La raison du plus fort est toujours la meilleure.

Il s’agissait, cette fois, d’exploiter l’Acadie[1]. De Monts se souvenait du climat de Tadoussac et des privations endurées par les hommes de Chauvin.

Le privilége embrassait aussi le fleuve du Canada et les côtes de la mer jusqu’à New-York. Ce mauvais grain de sénevé poussa si bien dans le terroir de la diplomatie, que les Français et les Anglais se sont égorgés pendant deux siècles afin de délimiter leurs possessions respectives dans ces contrées.

Outre la compagnie formée par son prédécesseur et qu’il conservait, de Monts avait l’appui des marchands de Rouen et de la Rochelle ; aussi son armement de quatre navires, préparé à Dieppe et au Havre-de-Grâce, était-il plus considérable que ceux envoyés jusqu’à ce moment à la Nouvelle-France. La traite était accordée à ces marchands l’espace de dix années. C’est la première fois que nous voyons la Rochelle figurer dans les compagnies du Canada. Deux de ces marchands se nommaient Macquin et Georges.

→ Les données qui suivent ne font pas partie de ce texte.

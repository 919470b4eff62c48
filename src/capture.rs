//! Frame sources for live inference.

use std::path::{Path, PathBuf};
use std::sync::Arc;
use std::sync::atomic::{AtomicBool, Ordering};

use image::RgbImage;
use thiserror::Error;

#[derive(Debug, Error)]
pub enum CaptureError {
    #[error("Failed to open frame source {path}: {source}")]
    Open {
        path: PathBuf,
        source: std::io::Error,
    },
    #[error("Frame source {0} holds no images")]
    Empty(PathBuf),
}

/// Outcome of one read.
#[derive(Debug)]
pub enum FrameRead {
    Frame(RgbImage),
    /// No frame this tick; the next read may succeed.
    Missed,
    /// The source is closed or has no more frames.
    Exhausted,
}

/// Cancellable, restartable frame sequence.
pub trait FrameSource {
    /// Start (or restart) the sequence from its beginning.
    fn open(&mut self) -> Result<(), CaptureError>;

    fn read(&mut self) -> FrameRead;

    /// Stop producing frames. Releasing a released source does nothing.
    fn release(&mut self);

    fn is_open(&self) -> bool;
}

/// Frames read from the image files of a directory in file-name order.
#[derive(Debug)]
pub struct ImageSequenceSource {
    dir: PathBuf,
    frames: Vec<PathBuf>,
    cursor: usize,
    open: bool,
}

impl ImageSequenceSource {
    pub fn new(dir: impl Into<PathBuf>) -> Self {
        Self {
            dir: dir.into(),
            frames: Vec::new(),
            cursor: 0,
            open: false,
        }
    }

    pub fn dir(&self) -> &Path {
        &self.dir
    }

    pub fn len(&self) -> usize {
        self.frames.len()
    }

    pub fn is_empty(&self) -> bool {
        self.frames.is_empty()
    }
}

impl FrameSource for ImageSequenceSource {
    fn open(&mut self) -> Result<(), CaptureError> {
        let entries = std::fs::read_dir(&self.dir).map_err(|source| CaptureError::Open {
            path: self.dir.clone(),
            source,
        })?;
        let mut frames: Vec<PathBuf> = entries
            .filter_map(|entry| entry.ok().map(|entry| entry.path()))
            .filter(|path| {
                path.is_file()
                    && path
                        .extension()
                        .and_then(|ext| ext.to_str())
                        .is_some_and(|ext| matches!(ext.to_ascii_lowercase().as_str(), "png" | "jpg" | "jpeg" | "bmp"))
            })
            .collect();
        if frames.is_empty() {
            return Err(CaptureError::Empty(self.dir.clone()));
        }
        frames.sort();
        tracing::debug!("Opened {} frames from {}", frames.len(), self.dir.display());
        self.frames = frames;
        self.cursor = 0;
        self.open = true;
        Ok(())
    }

    fn read(&mut self) -> FrameRead {
        if !self.open {
            return FrameRead::Exhausted;
        }
        let Some(path) = self.frames.get(self.cursor) else {
            return FrameRead::Exhausted;
        };
        self.cursor += 1;
        match image::open(path) {
            Ok(image) => FrameRead::Frame(image.to_rgb8()),
            Err(err) => {
                tracing::warn!("Skipping unreadable frame {}: {err}", path.display());
                FrameRead::Missed
            }
        }
    }

    fn release(&mut self) {
        if self.open {
            tracing::debug!("Released frame source {}", self.dir.display());
        }
        self.open = false;
    }

    fn is_open(&self) -> bool {
        self.open
    }
}

/// Shared cancellation flag for a running loop.
#[derive(Debug, Clone, Default)]
pub struct StopHandle {
    stopped: Arc<AtomicBool>,
}

impl StopHandle {
    pub fn new() -> Self {
        Self::default()
    }

    pub fn stop(&self) {
        self.stopped.store(true, Ordering::Relaxed);
    }

    pub fn is_stopped(&self) -> bool {
        self.stopped.load(Ordering::Relaxed)
    }
}

#[cfg(test)]
mod tests {
    use super::*;
    use image::Rgb;
    use tempfile::tempdir;

    fn write_frames(dir: &Path, count: u8) {
        for idx in 0..count {
            RgbImage::from_pixel(4, 4, Rgb([idx, 0, 0]))
                .save(dir.join(format!("frame_{idx:03}.png")))
                .unwrap();
        }
    }

    #[test]
    fn frames_come_in_name_order_and_restart_on_reopen() {
        let dir = tempdir().unwrap();
        write_frames(dir.path(), 3);
        let mut source = ImageSequenceSource::new(dir.path());
        source.open().unwrap();
        let mut seen = Vec::new();
        while let FrameRead::Frame(frame) = source.read() {
            seen.push(frame.get_pixel(0, 0)[0]);
        }
        assert_eq!(seen, vec![0, 1, 2]);

        source.open().unwrap();
        assert!(matches!(source.read(), FrameRead::Frame(frame) if frame.get_pixel(0, 0)[0] == 0));
    }

    #[test]
    fn release_is_idempotent_and_stops_reads() {
        let dir = tempdir().unwrap();
        write_frames(dir.path(), 2);
        let mut source = ImageSequenceSource::new(dir.path());
        source.open().unwrap();
        source.release();
        source.release();
        assert!(!source.is_open());
        assert!(matches!(source.read(), FrameRead::Exhausted));
    }

    #[test]
    fn corrupt_frames_are_missed_not_fatal() {
        let dir = tempdir().unwrap();
        write_frames(dir.path(), 1);
        std::fs::write(dir.path().join("frame_000b.png"), b"not a png").unwrap();
        let mut source = ImageSequenceSource::new(dir.path());
        source.open().unwrap();
        assert!(matches!(source.read(), FrameRead::Frame(_)));
        assert!(matches!(source.read(), FrameRead::Missed));
        assert!(matches!(source.read(), FrameRead::Exhausted));
    }

    #[test]
    fn empty_directory_cannot_be_opened() {
        let dir = tempdir().unwrap();
        let mut source = ImageSequenceSource::new(dir.path());
        assert!(matches!(source.open(), Err(CaptureError::Empty(_))));
    }

    #[test]
    fn stop_handle_is_shared_between_clones() {
        let handle = StopHandle::new();
        let clone = handle.clone();
        clone.stop();
        clone.stop();
        assert!(handle.is_stopped());
    }
}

Champlain fut invité à se joindre à l’expédition ; le roi lui en donna le congé avec ordre de dresser un rapport de ses explorations.

Une recrue importante fut celle de Jean de Biencourt, sieur de Poutrincourt, compagnon d’armes de de Monts, dont il sera parlé plus loin. Plusieurs gentilshommes s’embarquèrent aussi en même temps, ainsi que cent vingt artisans et soldats, tant catholiques que protestants. Nous ne savons combien de pasteurs protestants étaient avec eux ; mais il y avait un prêtre catholique, nommé Nicolas Aubry, de Paris, jeune homme de bonne famille qui était parti contre le gré de ses parents, et le même qui s’égara dans les bois, en Acadie, pendant dix-sept jours, et dont Lescarbot et Champlain nous ont raconté l’aventure. On cite aussi dans ce voyage Louis Hébert, apothicaire, de Paris.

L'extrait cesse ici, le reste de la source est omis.